Saved entries:
------

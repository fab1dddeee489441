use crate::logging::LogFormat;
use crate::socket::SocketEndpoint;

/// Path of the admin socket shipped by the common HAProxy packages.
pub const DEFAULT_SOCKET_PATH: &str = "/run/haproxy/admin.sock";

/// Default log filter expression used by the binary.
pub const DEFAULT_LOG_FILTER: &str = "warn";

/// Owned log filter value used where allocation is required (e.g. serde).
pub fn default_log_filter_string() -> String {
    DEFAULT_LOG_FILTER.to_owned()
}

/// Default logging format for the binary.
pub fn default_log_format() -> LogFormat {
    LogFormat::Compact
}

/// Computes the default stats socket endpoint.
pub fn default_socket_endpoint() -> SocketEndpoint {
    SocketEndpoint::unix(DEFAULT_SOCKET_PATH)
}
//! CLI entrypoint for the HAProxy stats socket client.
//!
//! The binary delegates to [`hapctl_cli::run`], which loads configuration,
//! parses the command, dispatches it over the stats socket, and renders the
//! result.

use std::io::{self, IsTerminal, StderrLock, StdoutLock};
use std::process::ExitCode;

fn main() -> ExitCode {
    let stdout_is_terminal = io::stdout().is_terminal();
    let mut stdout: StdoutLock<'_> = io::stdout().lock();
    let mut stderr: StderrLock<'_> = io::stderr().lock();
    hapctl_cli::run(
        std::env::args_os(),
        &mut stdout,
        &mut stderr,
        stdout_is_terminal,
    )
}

------

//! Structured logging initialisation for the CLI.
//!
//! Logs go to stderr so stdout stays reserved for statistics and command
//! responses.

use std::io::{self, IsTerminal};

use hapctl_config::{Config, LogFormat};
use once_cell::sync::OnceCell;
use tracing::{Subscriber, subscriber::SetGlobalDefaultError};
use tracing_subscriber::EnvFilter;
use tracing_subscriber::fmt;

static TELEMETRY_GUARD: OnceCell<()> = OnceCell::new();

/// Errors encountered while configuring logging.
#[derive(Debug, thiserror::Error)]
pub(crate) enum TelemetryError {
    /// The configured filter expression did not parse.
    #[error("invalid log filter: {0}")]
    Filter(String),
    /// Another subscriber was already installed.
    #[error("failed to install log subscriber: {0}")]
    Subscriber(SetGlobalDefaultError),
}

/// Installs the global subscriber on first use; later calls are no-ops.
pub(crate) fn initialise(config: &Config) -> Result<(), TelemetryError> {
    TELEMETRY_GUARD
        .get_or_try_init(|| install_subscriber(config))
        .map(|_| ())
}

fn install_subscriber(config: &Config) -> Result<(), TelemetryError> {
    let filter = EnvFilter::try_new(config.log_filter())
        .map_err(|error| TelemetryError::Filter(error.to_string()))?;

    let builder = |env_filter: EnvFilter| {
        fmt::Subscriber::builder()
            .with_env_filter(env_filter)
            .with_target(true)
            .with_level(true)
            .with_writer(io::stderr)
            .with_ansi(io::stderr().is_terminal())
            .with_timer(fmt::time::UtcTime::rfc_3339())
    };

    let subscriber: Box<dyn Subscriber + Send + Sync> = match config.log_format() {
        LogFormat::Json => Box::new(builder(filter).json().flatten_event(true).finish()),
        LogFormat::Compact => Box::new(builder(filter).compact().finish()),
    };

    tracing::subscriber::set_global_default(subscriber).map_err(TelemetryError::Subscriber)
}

------

Exercise description:
Repeat, exactly as they stand above, the lines from the line with "#[derive(Debug, thiserror::Error)]" to the line with "to install log", both lines included.

Written reply:
#[derive(Debug, thiserror::Error)]
pub(crate) enum TelemetryError {
    /// The configured filter expression did not parse.
    #[error("invalid log filter: {0}")]
    Filter(String),
    /// Another subscriber was already installed.
    #[error("failed to install log subscriber: {0}")]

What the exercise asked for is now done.